2014年8月23日(土)
(写真:列を成す空のガスボンベ)
自然災害などで生活基盤をすべて失った人たちは、生活再建のためにまず何から復旧しようとするだろうか。まず住処。水と食料。電気。そしてもう1つは調理ためのガスだろう。今回のガザ攻撃でその水と電気の供給源が一時破壊されたことはすでに報告した。もう1つが調理用のガスだ。これもまた国境の検問所を通してイスラエルから供給されるが、今回の「戦争」でその供給量が激減した。そのため住民は、調理用のプロパンガスを求めてガザ各地のガス供給所の前に長い列ができている。
8月17日、私は、イスラエルとの国境に近いガザ市の東部アベドラボ地区(ここは2009年のイスラエル軍地上侵攻の際、大半の家屋が破壊された)にあるプロパンガス供給所を訪ねた。危険な施設だからだろうか、多くのガス供給所はイスラエルとの国境沿いにある。そのため、一旦、「戦争」状態なれば危険で近づけない。だから多くの住民が家庭で使うプロパンガスが空になってしまい、調理もできない状態に陥ってしまった。
私が休戦中に訪ねた供給所も1週間ぶりに開いたという。入り口を入ると、広場には空のガスボンベの蛇のように曲がりくねった長い列ができていた。
空のガスボンベにガスを注入する作業所に行くと、10人ほどの男たちが10箇所ほどのスタンドの前で忙しく動き回っていた。空のガスボンベ取り入れ口にすばやくガス供給器を取りつけ、必要な量と値段を記した電子文字盤を押す。すると1〜2分で18キロ容量のガスボンベが満タンになる。するとすぐに取り外し次のガスボンベに供給器を付け替える。供給器がガスボンベから離れるその一瞬の間にもガスは勢いよく外に噴出す。

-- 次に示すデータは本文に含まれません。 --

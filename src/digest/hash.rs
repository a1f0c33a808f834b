//! Unkeyed BLAKE3 content digests.
//!
//! Output is read through the BLAKE3 extendable-output reader so that
//! callers can ask for any digest size in [`MIN_DIGEST_SIZE`]..=[`MAX_DIGEST_SIZE`].

use blake3::Hasher;
use std::fs::File;
use std::io::{ErrorKind, Read};
use std::path::Path;
use thiserror::Error;

/// Default digest size in bytes.
pub const DEFAULT_DIGEST_SIZE: usize = 32;

/// Smallest supported digest size in bytes.
pub const MIN_DIGEST_SIZE: usize = 1;

/// Largest supported digest size in bytes.
pub const MAX_DIGEST_SIZE: usize = 64;

/// Read size used by [`hash_stream`].
pub const STREAM_CHUNK_SIZE: usize = 8192;

/// Errors that can occur while computing or checking digests.
#[derive(Debug, Error)]
pub enum DigestError {
    /// Digest size outside 1-64 bytes.
    #[error("unsupported digest size {0} (must be 1-64 bytes)")]
    UnsupportedSize(usize),
    /// Keyed combination was asked for without a key.
    #[error("a non-empty key is required for keyed combination")]
    MissingKey,
    /// The expected digest is not hex of the right length.
    #[error("malformed expected digest: {0}")]
    MalformedInput(String),
    /// An input is longer than its 32-bit length prefix can describe.
    #[error("input of {0} bytes exceeds the 32-bit length prefix")]
    InputTooLong(usize),
    /// Reading the input stream failed.
    #[error("failed to read digest input: {0}")]
    Io(#[from] std::io::Error),
}

/// A fixed-length digest.
#[derive(Clone, PartialEq, Eq, Hash)]
pub struct Digest(Vec<u8>);

impl Digest {
    /// Returns the digest bytes.
    #[inline]
    pub fn as_bytes(&self) -> &[u8] {
        &self.0
    }

    /// Returns the digest size in bytes.
    #[inline]
    pub fn len(&self) -> usize {
        self.0.len()
    }

    /// Always false for digests produced by this module.
    #[inline]
    pub fn is_empty(&self) -> bool {
        self.0.is_empty()
    }

    /// Lowercase hex encoding.
    pub fn to_hex(&self) -> String {
        hex::encode(&self.0)
    }
}

impl AsRef<[u8]> for Digest {
    fn as_ref(&self) -> &[u8] {
        &self.0
    }
}

impl std::fmt::Debug for Digest {
    fn fmt(&self, f: &mut std::fmt::Formatter<'_>) -> std::fmt::Result {
        write!(f, "Digest({})", self.to_hex())
    }
}

impl std::fmt::Display for Digest {
    fn fmt(&self, f: &mut std::fmt::Formatter<'_>) -> std::fmt::Result {
        f.write_str(&self.to_hex())
    }
}

pub(crate) fn check_size(digest_size: usize) -> Result<(), DigestError> {
    if (MIN_DIGEST_SIZE..=MAX_DIGEST_SIZE).contains(&digest_size) {
        Ok(())
    } else {
        Err(DigestError::UnsupportedSize(digest_size))
    }
}

/// Reads `digest_size` bytes of output from a finished hasher.
pub(crate) fn finalize(hasher: &Hasher, digest_size: usize) -> Vec<u8> {
    let mut out = vec![0u8; digest_size];
    hasher.finalize_xof().fill(&mut out);
    out
}

/// Hashes `data` into a digest of `digest_size` bytes.
pub fn hash_bytes(data: &[u8], digest_size: usize) -> Result<Digest, DigestError> {
    check_size(digest_size)?;
    let mut hasher = Hasher::new();
    hasher.update(data);
    Ok(Digest(finalize(&hasher, digest_size)))
}

/// Hashes everything readable from `source` in bounded chunks.
///
/// The result is identical to [`hash_bytes`] over the full content.
pub fn hash_stream<R: Read>(mut source: R, digest_size: usize) -> Result<Digest, DigestError> {
    check_size(digest_size)?;
    let mut hasher = Hasher::new();
    let mut buf = [0u8; STREAM_CHUNK_SIZE];
    let mut total = 0usize;

    loop {
        let n = match source.read(&mut buf) {
            Ok(0) => break,
            Ok(n) => n,
            Err(e) if e.kind() == ErrorKind::Interrupted => continue,
            Err(e) => return Err(e.into()),
        };
        hasher.update(&buf[..n]);
        total += n;
    }

    tracing::trace!(bytes = total, digest_size, "Hashed stream");
    Ok(Digest(finalize(&hasher, digest_size)))
}

/// Hashes the file at `path` with [`hash_stream`].
pub fn hash_file(path: impl AsRef<Path>, digest_size: usize) -> Result<Digest, DigestError> {
    let file = File::open(path.as_ref())?;
    hash_stream(file, digest_size)
}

それが10箇所のスタンドから漏れるから、作業所中にガスの匂いが立ち込める。ここでたばこでも吸おうものなら、大爆発を起こしかねない。しかし作業する男たちは、その漏れるガスに気を止めることもなく、次々とガスボンベを満たしていく。作業員たちが押した電子文字盤の数値は、離れた管理室の会計担当者のコンピューターに表示され、客たちはその代金を会計の窓口で支払うシステムである。
(写真:調理用ガスの注入作業)
「注入したガスの量ですぐに値段が表示されるこのコンピューター・システムはガザで開発されました」と、サミール・ハマダ所長(45)と言う。

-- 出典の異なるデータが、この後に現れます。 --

//! Single-shot capture-and-combine pipeline.
//!
//! ```text
//! frame → PNG on disk → image digest ─┐
//! nonce + timestamp → metadata digest ┼→ keyed combine → hex
//! env key | ephemeral key ────────────┘
//! ```

use base64::{engine::general_purpose, Engine as _};
use std::fs;
use std::path::{Path, PathBuf};

use super::{CaptureMetadata, ProofError};
use crate::capture::{encode_png, Camera, ScopedCamera};
use crate::digest::{
    combine_keyed, hash_bytes, hash_file, verify_combined, Digest, DigestError,
    DEFAULT_DIGEST_SIZE,
};
use crate::keys::{generate_key, load_key, KeyError, SecretKey, DEFAULT_KEY_ENV, DEFAULT_KEY_LEN};

/// Default location of the captured image.
pub const DEFAULT_IMAGE_PATH: &str = "output/captured_image.png";

/// Run parameters for [`CaptureOrchestrator`].
#[derive(Debug, Clone)]
pub struct ProofSettings {
    /// Where the PNG is written before it is digested.
    pub image_path: PathBuf,
    /// Environment variable consulted for the base64 key.
    pub key_env: String,
    /// Digest size in bytes for every digest of the run.
    pub digest_size: usize,
}

impl Default for ProofSettings {
    fn default() -> Self {
        Self {
            image_path: PathBuf::from(DEFAULT_IMAGE_PATH),
            key_env: DEFAULT_KEY_ENV.to_string(),
            digest_size: DEFAULT_DIGEST_SIZE,
        }
    }
}

/// Where the key used for a run came from.
#[derive(Debug, Clone, Copy, PartialEq, Eq)]
pub enum KeyOrigin {
    /// Supplied directly by the caller.
    Provided,
    /// Decoded from the configured environment variable.
    Environment,
    /// Generated for this run only; not reproducible.
    Ephemeral,
}

impl KeyOrigin {
    /// True when the key exists only for this run and must be recorded to verify later.
    pub fn is_ephemeral(self) -> bool {
        self == KeyOrigin::Ephemeral
    }
}

/// Digests produced for one capture.
#[derive(Debug, Clone)]
pub struct CaptureDigests {
    /// Digest of the PNG bytes as written to disk.
    pub image: Digest,
    /// Digest of the canonical nonce and timestamp bytes.
    pub metadata: Digest,
    /// Lowercase hex keyed combination of `image` and `metadata`.
    pub combined: String,
}

/// Result of a full capture-and-combine run.
#[derive(Debug)]
pub struct CaptureProof {
    /// Image, metadata and combined digests.
    pub digests: CaptureDigests,
    /// Nonce and timestamp bound into the combined digest.
    pub metadata: CaptureMetadata,
    /// The key actually used. Persist it if `key_origin` is ephemeral.
    pub key: SecretKey,
    /// Where `key` came from.
    pub key_origin: KeyOrigin,
    /// Location of the written PNG.
    pub image_path: PathBuf,
    /// Standard base64 of the PNG bytes.
    pub image_base64: String,
}

impl CaptureProof {
    /// The combined hex digest.
    pub fn combined(&self) -> &str {
        &self.digests.combined
    }

    /// Leading `max_chars` characters of the base64 image, for display.
    pub fn base64_preview(&self, max_chars: usize) -> &str {
        let end = self.image_base64.len().min(max_chars);
        &self.image_base64[..end]
    }
}

fn bind_digests(
    image: Digest,
    metadata: &CaptureMetadata,
    key: &SecretKey,
    digest_size: usize,
) -> Result<CaptureDigests, DigestError> {
    let metadata = hash_bytes(&metadata.to_bytes(), digest_size)?;
    let combined = combine_keyed(
        image.as_bytes(),
        metadata.as_bytes(),
        Some(key.as_bytes()),
        digest_size,
    )?;
    Ok(CaptureDigests {
        image,
        metadata,
        combined,
    })
}

/// Digests already-captured image bytes together with `metadata` under `key`.
pub fn combine_capture(
    image: &[u8],
    metadata: &CaptureMetadata,
    key: &SecretKey,
    digest_size: usize,
) -> Result<CaptureDigests, DigestError> {
    let image = hash_bytes(image, digest_size)?;
    bind_digests(image, metadata, key, digest_size)
}

/// Checks a previously printed combined digest against the stored capture.
///
/// `Ok(false)` means the inputs do not reproduce `expected_hex`;
/// a malformed `expected_hex` or a missing key is an error instead.
pub fn verify_capture(
    expected_hex: &str,
    image: &[u8],
    metadata: &CaptureMetadata,
    key: Option<&SecretKey>,
    digest_size: usize,
) -> Result<bool, DigestError> {
    let image = hash_bytes(image, digest_size)?;
    let metadata = hash_bytes(&metadata.to_bytes(), digest_size)?;
    verify_combined(
        expected_hex,
        image.as_bytes(),
        metadata.as_bytes(),
        key.map(SecretKey::as_bytes),
        digest_size,
    )
}

/// Sequences one capture: frame, digests, key, combination.
pub struct CaptureOrchestrator<C: Camera> {
    camera: ScopedCamera<C>,
    settings: ProofSettings,
    key: Option<SecretKey>,
}

impl<C: Camera> CaptureOrchestrator<C> {
    /// The key is resolved from `settings.key_env` unless [`with_key`](Self::with_key) is used.
    pub fn new(camera: ScopedCamera<C>, settings: ProofSettings) -> Self {
        Self {
            camera,
            settings,
            key: None,
        }
    }

    /// Uses `key` instead of consulting the environment.
    pub fn with_key(mut self, key: SecretKey) -> Self {
        self.key = Some(key);
        self
    }

    /// Runs the full pipeline once. The camera is released before returning,
    /// whether or not the run succeeds.
    pub fn run_capture_and_combine(mut self) -> Result<CaptureProof, ProofError> {
        let digest_size = self.settings.digest_size;

        let frame = self.camera.frame();
        self.camera.release();
        let frame = frame?;
        tracing::info!(
            width = frame.width(),
            height = frame.height(),
            "Captured frame"
        );

        let png = encode_png(&frame)?;
        write_image(&self.settings.image_path, &png)?;
        let image_base64 = general_purpose::STANDARD.encode(&png);

        let image_digest = hash_file(&self.settings.image_path, digest_size)?;

        let metadata = CaptureMetadata::fresh();
        let (key, key_origin) = self.resolve_key()?;

        let digests = bind_digests(image_digest, &metadata, &key, digest_size)?;
        tracing::info!(
            image_digest = %digests.image,
            metadata_digest = %digests.metadata,
            key_origin = ?key_origin,
            "Combined capture digest computed"
        );

        Ok(CaptureProof {
            digests,
            metadata,
            key,
            key_origin,
            image_path: self.settings.image_path.clone(),
            image_base64,
        })
    }

    fn resolve_key(&mut self) -> Result<(SecretKey, KeyOrigin), KeyError> {
        if let Some(key) = self.key.take() {
            return Ok((key, KeyOrigin::Provided));
        }

        match load_key(&self.settings.key_env)? {
            Some(key) => Ok((key, KeyOrigin::Environment)),
            None => {
                tracing::warn!(
                    source = %self.settings.key_env,
                    "No key configured; generated an ephemeral key that will not be reproducible across runs"
                );
                Ok((generate_key(DEFAULT_KEY_LEN)?, KeyOrigin::Ephemeral))
            }
        }
    }
}

fn write_image(path: &Path, png: &[u8]) -> Result<(), ProofError> {
    let output_err = |source| ProofError::Output {
        path: path.to_path_buf(),
        source,
    };

    if let Some(parent) = path.parent().filter(|p| !p.as_os_str().is_empty()) {
        fs::create_dir_all(parent).map_err(output_err)?;
    }
    fs::write(path, png).map_err(output_err)?;

    tracing::debug!(path = %path.display(), bytes = png.len(), "Wrote captured image");
    Ok(())
}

ちなみにガス料金は、12キロ用の家庭用の小さなガスボンベで18ドル(1800円)、業務用の48キロの大きなボンベを充填するのに72ドル(7200円)かかる。収入のない、または少ない平均のガザ住民にとって大きな負担だ。その価格がいかに高いか、エジプトでの料金12キロ用ボンベの注入費用(1.5〜2ドル)と比較するとよくわかる。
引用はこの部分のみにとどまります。